In 2008 Francis Paul McCormick was found not guilty of two charges of attempting to murder a man and woman in Coleraine on May 21, 2005, but was jailed for other offences in relation to the incident.

McCormick had been accused of repeatedly driving a car at them in the Ashbourne Park area of Coleraine on the night in question. It was alleged during the trial that he had intended to kill both, or to seriously injure them.

In 2012 when already on parole for grievous bodily harm through dangerous driving in relation to the Ashbourne Park incident, Francis Paul McCormick was sentenced to four years and ten months for the unlawful killing of Trevor Spiers in December 2009.

Trevor Spiers was killed during a brawl outside a Portstewart night club. Francis Paul McCormick had originally been charged with murder and was told he would serve two years and ten months in prison and then be released on supervised licensed parole for the same period. At last Monday’s court Francis Paul McCormick and his nephew - Stephen McCormick (22), of Maythorn Avenue, Coleraine - were in court to be sentenced for offences which included damaging a house at Ballylagan Road, Coleraine, and also damaging three vehicles in June this year.

They smashed doors and windows and Francis Paul McCormick shouted: “I’m going to burn your house down with the kids in it”. before making off in a white van

Stephen McComick a race hate incident on the same date relating to a taxi driver in Portrush when he punched a taxi window and called the driver a “Paki b-----d”

Francis Rafferty defending Francis Paul McCormick said the murder of his brother in 2001 “had some bearing on his criminal behaviour thereafter”.

He said the father-of-six has a degenerative disease and has managed to reduce his alcohol intake.
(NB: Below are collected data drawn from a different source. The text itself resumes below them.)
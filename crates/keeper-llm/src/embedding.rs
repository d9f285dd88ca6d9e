//! Embedding capability.

use std::time::Duration;

use async_trait::async_trait;
use tracing::warn;

/// Text embedding backend.
///
/// Failures are reported as `None`, never as a panic or error, so a caller
/// can drop the affected item and carry on.
#[async_trait]
pub trait Embedder: Send + Sync {
    /// Embed `text`, or `None` if the backend could not.
    async fn embed(&self, text: &str) -> Option<Vec<f32>>;
}

/// Embed with a deadline. A timeout or an empty vector counts as failure.
pub async fn embed_with_timeout(embedder: &dyn Embedder, text: &str, limit: Duration) -> Option<Vec<f32>> {
    match tokio::time::timeout(limit, embedder.embed(text)).await {
        Ok(Some(vector)) if !vector.is_empty() => Some(vector),
        Ok(_) => None,
        Err(_) => {
            warn!(timeout_ms = u64::try_from(limit.as_millis()).unwrap_or(u64::MAX), "embedding call timed out");
            None
        }
    }
}
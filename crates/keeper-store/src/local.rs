//! Local cache: extraction cursors plus the persisted-fact mirror.
//!
//! Calls are short synchronous writes against an embedded database.
//! [`LocalCache::commit_batch`] is the only multi-table write; it mirrors a
//! batch of facts and advances the cursor inside one `IMMEDIATE` transaction.

use keeper_core::{ConversationId, MemoryFact, WorkspaceId};
use rusqlite::TransactionBehavior;
use tracing::debug;

use crate::connection::{self, ConnectionConfig, ConnectionPool};
use crate::cursor::{CursorAdvance, CursorRepo, ExtractionState, MessageCursor};
use crate::errors::Result;
use crate::migrations::{LOCAL_MIGRATIONS, run_migrations};
use crate::mirror::FactMirrorRepo;

/// Handle to the local cache database.
#[derive(Clone)]
pub struct LocalCache {
    pool: ConnectionPool,
}

impl LocalCache {
    /// Open (and migrate) a file-backed cache.
    pub fn open(path: &str, config: &ConnectionConfig) -> Result<Self> {
        Self::from_pool(connection::new_file(path, config)?)
    }

    /// Open (and migrate) an in-memory cache.
    pub fn in_memory() -> Result<Self> {
        Self::from_pool(connection::new_in_memory(&ConnectionConfig::default())?)
    }

    /// Wrap an existing pool, applying pending migrations.
    pub fn from_pool(pool: ConnectionPool) -> Result<Self> {
        {
            let conn = pool.get()?;
            let _ = run_migrations(&conn, LOCAL_MIGRATIONS)?;
        }
        Ok(Self { pool })
    }

    /// Apply pending migrations. Idempotent.
    pub fn migrate(&self) -> Result<u32> {
        let conn = self.pool.get()?;
        run_migrations(&conn, LOCAL_MIGRATIONS)
    }

    // ── Cursor ──────────────────────────────────────────────────────────

    /// Last processed message for a conversation.
    pub fn cursor(&self, conversation_id: &ConversationId) -> Result<Option<MessageCursor>> {
        let conn = self.pool.get()?;
        CursorRepo::get(&conn, conversation_id)
    }

    /// Full extraction state for a conversation.
    pub fn extraction_state(&self, conversation_id: &ConversationId) -> Result<Option<ExtractionState>> {
        let conn = self.pool.get()?;
        CursorRepo::state(&conn, conversation_id)
    }

    /// Every extraction state row.
    pub fn extraction_states(&self) -> Result<Vec<ExtractionState>> {
        let conn = self.pool.get()?;
        CursorRepo::list(&conn)
    }

    /// Advance a cursor on its own. Returns `false` if it would move backward.
    pub fn advance(&self, advance: &CursorAdvance) -> Result<bool> {
        let conn = self.pool.get()?;
        CursorRepo::advance(&conn, advance)
    }

    // ── Fact mirror ─────────────────────────────────────────────────────

    /// Mirror `facts` and advance the cursor atomically.
    ///
    /// Returns whether the cursor moved. Mirror writes are upserts by fact
    /// ID, so they commit either way.
    pub fn commit_batch(&self, facts: &[MemoryFact], advance: &CursorAdvance) -> Result<bool> {
        let mut conn = self.pool.get()?;
        let tx = conn.transaction_with_behavior(TransactionBehavior::Immediate)?;
        for fact in facts {
            FactMirrorRepo::upsert(&tx, fact)?;
        }
        let moved = CursorRepo::advance(&tx, advance)?;
        tx.commit()?;
        debug!(
            conversation_id = %advance.conversation_id,
            mirrored = facts.len(),
            moved,
            "batch committed"
        );
        Ok(moved)
    }

    /// Mirrored facts for a conversation, oldest first.
    pub fn facts_for_conversation(&self, conversation_id: &ConversationId) -> Result<Vec<MemoryFact>> {
        let conn = self.pool.get()?;
        FactMirrorRepo::for_conversation(&conn, conversation_id)
    }

    /// Full-text search over mirrored fact summaries.
    pub fn search_summaries(
        &self,
        workspace_id: Option<&WorkspaceId>,
        query: &str,
        limit: usize,
    ) -> Result<Vec<MemoryFact>> {
        let conn = self.pool.get()?;
        FactMirrorRepo::search(&conn, workspace_id, query, limit)
    }

    /// Number of mirrored facts.
    pub fn fact_count(&self) -> Result<u64> {
        let conn = self.pool.get()?;
        FactMirrorRepo::count(&conn)
    }
}
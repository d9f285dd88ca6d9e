//! # keeper-core
//!
//! Foundation types shared by every keeper crate.
//!
//! - **Branded IDs**: `ConversationId`, `WorkspaceId`, `MessageId`, `FactId`
//! - **Messages**: role-tagged conversation messages, including synthetic
//!   summary messages marked `extracted`
//! - **Facts**: protected canon facts, extraction candidates, and durable
//!   memory facts
//! - **Logging**: `tracing` subscriber setup and capture helpers for tests

#![deny(unsafe_code)]

pub mod facts;
pub mod ids;
pub mod logging;
pub mod messages;

pub use facts::{ExtractedFact, FactKind, MemoryFact, ProtectedFact};
pub use ids::{ConversationId, FactId, MessageId, WorkspaceId};
pub use messages::{ConversationMessage, ConversationRef, Message, Role};
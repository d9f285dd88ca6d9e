//! Fact types.
//!
//! - [`ProtectedFact`]: curated canon (lessons, rules) loaded every turn.
//! - [`ExtractedFact`]: transient candidate produced by the extraction step.
//! - [`MemoryFact`]: a candidate that passed the importance filter and was
//!   embedded; this is what gets persisted and mirrored.

use chrono::{DateTime, Utc};
use serde::{Deserialize, Serialize};

use crate::ids::{ConversationId, FactId, MessageId, WorkspaceId};

/// Classification of a fact.
#[derive(Clone, Copy, Debug, Default, PartialEq, Eq, Hash, Serialize, Deserialize)]
#[serde(rename_all = "lowercase")]
pub enum FactKind {
    /// A stated user preference.
    Preference,
    /// A decision that was made.
    Decision,
    /// A derived observation.
    Insight,
    /// A hard-won lesson.
    Lesson,
    /// An absolute rule.
    Rule,
    /// A recorded mistake.
    Mistake,
    /// Plain durable fact. Unknown kinds fall back here.
    #[default]
    #[serde(other)]
    Fact,
}

impl FactKind {
    /// Storage name of the kind.
    #[must_use]
    pub const fn as_str(self) -> &'static str {
        match self {
            Self::Fact => "fact",
            Self::Preference => "preference",
            Self::Decision => "decision",
            Self::Insight => "insight",
            Self::Lesson => "lesson",
            Self::Rule => "rule",
            Self::Mistake => "mistake",
        }
    }

    /// Parse a storage name. Unknown names map to [`FactKind::Fact`].
    #[must_use]
    pub fn parse_lossy(s: &str) -> Self {
        match s.to_ascii_lowercase().as_str() {
            "preference" => Self::Preference,
            "decision" => Self::Decision,
            "insight" => Self::Insight,
            "lesson" => Self::Lesson,
            "rule" => Self::Rule,
            "mistake" => Self::Mistake,
            _ => Self::Fact,
        }
    }
}

impl std::fmt::Display for FactKind {
    fn fmt(&self, f: &mut std::fmt::Formatter<'_>) -> std::fmt::Result {
        f.write_str(self.as_str())
    }
}

/// A never-drop fact. Immutable once written.
#[derive(Clone, Debug, PartialEq, Serialize, Deserialize)]
#[serde(rename_all = "camelCase")]
pub struct ProtectedFact {
    /// Fact ID.
    pub id: FactId,
    /// Full text.
    pub content: String,
    /// One-line summary.
    pub summary: String,
    /// Lesson, rule, or mistake.
    pub kind: FactKind,
    /// 0 is the strongest protection.
    pub protection_level: u8,
    /// Money gained or lost when this was learned, if recorded.
    #[serde(default, skip_serializing_if = "Option::is_none")]
    pub financial_impact: Option<f64>,
    /// Ranking weight (0.0–1.0).
    pub importance: f64,
}

/// A candidate fact emitted by the extraction step.
#[derive(Clone, Debug, PartialEq, Serialize, Deserialize)]
#[serde(rename_all = "camelCase")]
pub struct ExtractedFact {
    /// Full text.
    pub content: String,
    /// One-line summary.
    #[serde(default)]
    pub summary: String,
    /// Classification.
    #[serde(default)]
    pub kind: FactKind,
    /// Free-form category (e.g. `"risk"`, `"strategy"`).
    #[serde(default, skip_serializing_if = "Option::is_none")]
    pub category: Option<String>,
    /// Importance score (0.0–1.0).
    #[serde(default)]
    pub importance: f64,
    /// Model confidence (0.0–1.0).
    #[serde(default, skip_serializing_if = "Option::is_none")]
    pub confidence: Option<f64>,
    /// Named entities mentioned by the fact.
    #[serde(default, skip_serializing_if = "Vec::is_empty")]
    pub entities: Vec<String>,
}

/// A persisted, embedded fact with provenance.
#[derive(Clone, Debug, PartialEq, Serialize, Deserialize)]
#[serde(rename_all = "camelCase")]
pub struct MemoryFact {
    /// Fact ID assigned by the durable store.
    pub id: FactId,
    /// Owning workspace.
    pub workspace_id: WorkspaceId,
    /// Conversation the fact was mined from.
    pub conversation_id: ConversationId,
    /// Last message of the batch the fact was mined from.
    pub source_message_id: MessageId,
    /// Full text.
    pub content: String,
    /// One-line summary.
    pub summary: String,
    /// Classification.
    pub kind: FactKind,
    /// Free-form category.
    #[serde(default, skip_serializing_if = "Option::is_none")]
    pub category: Option<String>,
    /// Importance score (0.0–1.0).
    pub importance: f64,
    /// Model confidence (0.0–1.0).
    #[serde(default, skip_serializing_if = "Option::is_none")]
    pub confidence: Option<f64>,
    /// Named entities.
    #[serde(default, skip_serializing_if = "Vec::is_empty")]
    pub entities: Vec<String>,
    /// Embedding vector.
    #[serde(default, skip_serializing_if = "Vec::is_empty")]
    pub embedding: Vec<f32>,
    /// Persist time.
    pub created_at: DateTime<Utc>,
}
//! Compression engine for fitting context into the token budget.
//!
//! ## Cascade
//!
//! Nothing changes at or below 80%. Above it, each stage runs only while the
//! payload still exceeds its threshold:
//!
//! 1. **Summarization** (above 90%): replace everything but the most recent
//!    messages with one synthetic summary message. Messages already marked
//!    `extracted` are kept as they are and never fed back to the summarizer.
//!    Without a working summarizer a local role+snippet digest is used.
//! 2. **Hard limit** (above 95% before or after stage 1): fold summaries
//!    into working memory, keep only the last few real messages, trim
//!    retrieved facts to their share of the ceiling, and fit working memory
//!    into what remains.
//!
//! Tier 0 is copied through unchanged. The single exception is stage 2
//! finding Tier 0 larger than the whole ceiling: it is then cut with a
//! visible marker and a warning.

use std::sync::Arc;

use keeper_core::Message;
use keeper_settings::ContextSettings;
use keeper_tokens::TokenEstimator;
use serde::{Deserialize, Serialize};
use tracing::{debug, info, warn};

use crate::budget::{BudgetAllocator, BudgetStatus};
use crate::constants::{SUMMARY_PREFIX, TRUNCATION_MARKER};
use crate::summarizer::{Summarizer, fallback_summary};

/// A compression step that changed the payload.
#[derive(Clone, Copy, Debug, PartialEq, Eq, Serialize, Deserialize)]
#[serde(rename_all = "camelCase")]
pub enum CompressionAction {
    /// Retrieved facts were cut to their budget share.
    RetrievedTrimmed,
    /// Older history was replaced by a model-written summary.
    Summarized,
    /// Older history was replaced by the local fallback digest.
    FallbackSummary,
    /// The history window was shrunk to the hard-limit keep count.
    WindowShrunk,
    /// Working memory was cut to the space left after everything else.
    WorkingMemoryTrimmed,
    /// Tier 0 alone exceeded the ceiling and was cut.
    CanonTruncated,
}

/// Output of [`CompressionEngine::compress`].
#[derive(Clone, Debug, PartialEq)]
pub struct CompressedContext {
    /// Tier 0 text.
    pub system_prompt: String,
    /// Tier 1 text, possibly carrying a folded-in summary.
    pub working_memory: String,
    /// Tier 2 text.
    pub retrieved: String,
    /// Tier 3 messages, oldest first.
    pub messages: Vec<Message>,
    /// Budget of the returned payload.
    pub status: BudgetStatus,
    /// Summary produced by this call, if any.
    pub summary: Option<String>,
    /// Steps that ran, in order.
    pub actions: Vec<CompressionAction>,
}

impl CompressedContext {
    /// Whether any step changed the input.
    #[must_use]
    pub fn was_compressed(&self) -> bool {
        !self.actions.is_empty()
    }
}

/// Tunables for the cascade.
#[derive(Clone, Debug, PartialEq)]
pub struct CompressionConfig {
    /// Trailing messages kept verbatim by summarization.
    pub recent_keep_count: usize,
    /// Trailing messages kept at the hard limit.
    pub hard_limit_keep_count: usize,
    /// Retrieved facts' share of the ceiling.
    pub retrieved_share: f64,
    /// Characters per message in the fallback digest.
    pub fallback_snippet_chars: usize,
}

impl Default for CompressionConfig {
    fn default() -> Self {
        Self {
            recent_keep_count: 10,
            hard_limit_keep_count: 5,
            retrieved_share: 0.15,
            fallback_snippet_chars: 150,
        }
    }
}

impl CompressionConfig {
    /// Extract the compression fields from validated settings.
    #[must_use]
    pub fn from_settings(settings: &ContextSettings) -> Self {
        Self {
            recent_keep_count: settings.recent_keep_count,
            hard_limit_keep_count: settings.hard_limit_keep_count,
            retrieved_share: settings.retrieved_share,
            fallback_snippet_chars: settings.fallback_snippet_chars,
        }
    }
}

/// Runs the compression cascade.
pub struct CompressionEngine {
    allocator: BudgetAllocator,
    config: CompressionConfig,
    summarizer: Option<Arc<dyn Summarizer>>,
}

struct Payload {
    tier0: String,
    tier1: String,
    tier2: String,
    messages: Vec<Message>,
}

impl CompressionEngine {
    /// Create an engine with no summarizer (fallback digests only).
    pub fn new(allocator: BudgetAllocator, config: CompressionConfig) -> Self {
        Self {
            allocator,
            config,
            summarizer: None,
        }
    }

    /// Build allocator and config from validated settings.
    pub fn from_settings(settings: &ContextSettings, estimator: Arc<dyn TokenEstimator>) -> Self {
        Self::new(
            BudgetAllocator::from_settings(settings, estimator),
            CompressionConfig::from_settings(settings),
        )
    }

    /// Use `summarizer` for stage 1.
    #[must_use]
    pub fn with_summarizer(mut self, summarizer: Arc<dyn Summarizer>) -> Self {
        self.summarizer = Some(summarizer);
        self
    }

    /// The allocator used for every measurement.
    pub fn allocator(&self) -> &BudgetAllocator {
        &self.allocator
    }

    /// Fit the four tiers into the budget.
    ///
    /// Never fails. Under the compression threshold the input is returned
    /// unchanged and nothing external is called.
    pub async fn compress(&self, tier0: &str, tier1: &str, tier2: &str, messages: &[Message]) -> CompressedContext {
        let initial = self.allocator.status(tier0, tier1, tier2, messages);
        let mut payload = Payload {
            tier0: tier0.to_owned(),
            tier1: tier1.to_owned(),
            tier2: tier2.to_owned(),
            messages: messages.to_vec(),
        };
        if !initial.needs_compression {
            return payload.finish(initial, None, Vec::new());
        }

        let mut actions = Vec::new();
        let mut summary = None;
        let mut status = initial.clone();

        if status.needs_summarization {
            if let Some((text, action)) = self.summarize_older(&mut payload.messages).await {
                summary = Some(text);
                actions.push(action);
                status = self.measure(&payload);
            }
        }

        if initial.at_hard_limit || status.at_hard_limit {
            self.enforce_hard_limit(&mut payload, &mut actions);
            status = self.measure(&payload);
        }

        info!(
            tokens_before = initial.total_tokens,
            tokens_after = status.total_tokens,
            max_tokens = status.max_tokens,
            ?actions,
            "context compressed"
        );
        payload.finish(status, summary, actions)
    }

    fn measure(&self, p: &Payload) -> BudgetStatus {
        self.allocator.status(&p.tier0, &p.tier1, &p.tier2, &p.messages)
    }

    /// `Some(cut text)` if `text` exceeds `budget` tokens.
    fn fit(&self, text: &str, budget: usize) -> Option<String> {
        let estimator = self.allocator.estimator();
        if estimator.estimate(text) <= budget {
            return None;
        }
        let keep = budget.saturating_sub(estimator.estimate(TRUNCATION_MARKER));
        if keep == 0 {
            return Some(String::new());
        }
        Some(format!("{}{TRUNCATION_MARKER}", estimator.truncate(text, keep)))
    }

    async fn summarize_older(&self, messages: &mut Vec<Message>) -> Option<(String, CompressionAction)> {
        let split = messages.len().saturating_sub(self.config.recent_keep_count);
        if split == 0 {
            return None;
        }
        let recent = messages.split_off(split);
        let (prior, older): (Vec<Message>, Vec<Message>) = messages.drain(..).partition(|m| m.extracted);
        if older.is_empty() {
            messages.extend(prior);
            messages.extend(recent);
            return None;
        }

        let (text, action) = match &self.summarizer {
            Some(summarizer) => match summarizer.summarize(&older).await {
                Ok(text) => (text, CompressionAction::Summarized),
                Err(e) => {
                    warn!(error = %e, messages = older.len(), "summarization failed, using fallback digest");
                    (self.fallback(&older), CompressionAction::FallbackSummary)
                }
            },
            None => {
                warn!(messages = older.len(), "no summarizer configured, using fallback digest");
                (self.fallback(&older), CompressionAction::FallbackSummary)
            }
        };

        debug!(summarized = older.len(), kept = recent.len(), "history summarized");
        messages.extend(prior);
        messages.push(Message::summary(format!("{SUMMARY_PREFIX}{text}")));
        messages.extend(recent);
        Some((text, action))
    }

    fn fallback(&self, older: &[Message]) -> String {
        fallback_summary(older, self.config.fallback_snippet_chars)
    }

    fn enforce_hard_limit(&self, p: &mut Payload, actions: &mut Vec<CompressionAction>) {
        let estimator = self.allocator.estimator();
        let max_tokens = self.allocator.max_tokens();

        let (synthetic, mut real): (Vec<Message>, Vec<Message>) =
            std::mem::take(&mut p.messages).into_iter().partition(|m| m.extracted);
        if !synthetic.is_empty() {
            let folded: Vec<&str> = synthetic.iter().map(|m| m.content.as_str()).collect();
            p.tier1 = join_blocks(&[p.tier1.as_str(), folded.join("\n\n").as_str()]);
        }
        let keep = self.config.hard_limit_keep_count;
        if real.len() > keep {
            let _ = real.drain(..real.len() - keep);
            actions.push(CompressionAction::WindowShrunk);
        }
        p.messages = real;

        let retrieved_budget = self.allocator.share_of_budget(self.config.retrieved_share);
        if let Some(trimmed) = self.fit(&p.tier2, retrieved_budget) {
            p.tier2 = trimmed;
            actions.push(CompressionAction::RetrievedTrimmed);
        }

        let canon_tokens = estimator.estimate(&p.tier0);
        if canon_tokens > max_tokens {
            warn!(
                canon_tokens,
                max_tokens,
                "protected canon alone exceeds the context budget, truncating"
            );
            if let Some(cut) = self.fit(&p.tier0, max_tokens) {
                p.tier0 = cut;
            }
            actions.push(CompressionAction::CanonTruncated);
        }

        let used = estimator.estimate(&p.tier0)
            + estimator.estimate(&p.tier2)
            + estimator.estimate_messages(&p.messages);
        let remaining = max_tokens.saturating_sub(used);
        if let Some(cut) = self.fit(&p.tier1, remaining) {
            debug!(remaining, "working memory trimmed to remaining budget");
            p.tier1 = cut;
            actions.push(CompressionAction::WorkingMemoryTrimmed);
        }
    }
}

impl Payload {
    fn finish(self, status: BudgetStatus, summary: Option<String>, actions: Vec<CompressionAction>) -> CompressedContext {
        CompressedContext {
            system_prompt: self.tier0,
            working_memory: self.tier1,
            retrieved: self.tier2,
            messages: self.messages,
            status,
            summary,
            actions,
        }
    }
}

/// Join non-blank blocks with a blank line. Blocks are not altered.
pub(crate) fn join_blocks(blocks: &[&str]) -> String {
    blocks
        .iter()
        .copied()
        .filter(|b| !b.trim().is_empty())
        .collect::<Vec<_>>()
        .join("\n\n")
}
A lawyer for Stephen McCormick said his client was seven when his uncle John was “murdered in front of his eyes” and he had suffered from ADHD and attended a special school but went on to work in catering.

He said his client couldn’t remember the taxi incident but after admitting his guilt said “sorry”.

Jailing Francis Paul McCormick for nine months and Stephen McCormick for six months, Judge McNally said a young couple were “terrorised” by the attack on their home by the McCormicks who had smashed all around them outside the house after failing to smash in the front door.

Each defendant had bail fixed for appeal on the sum of £500.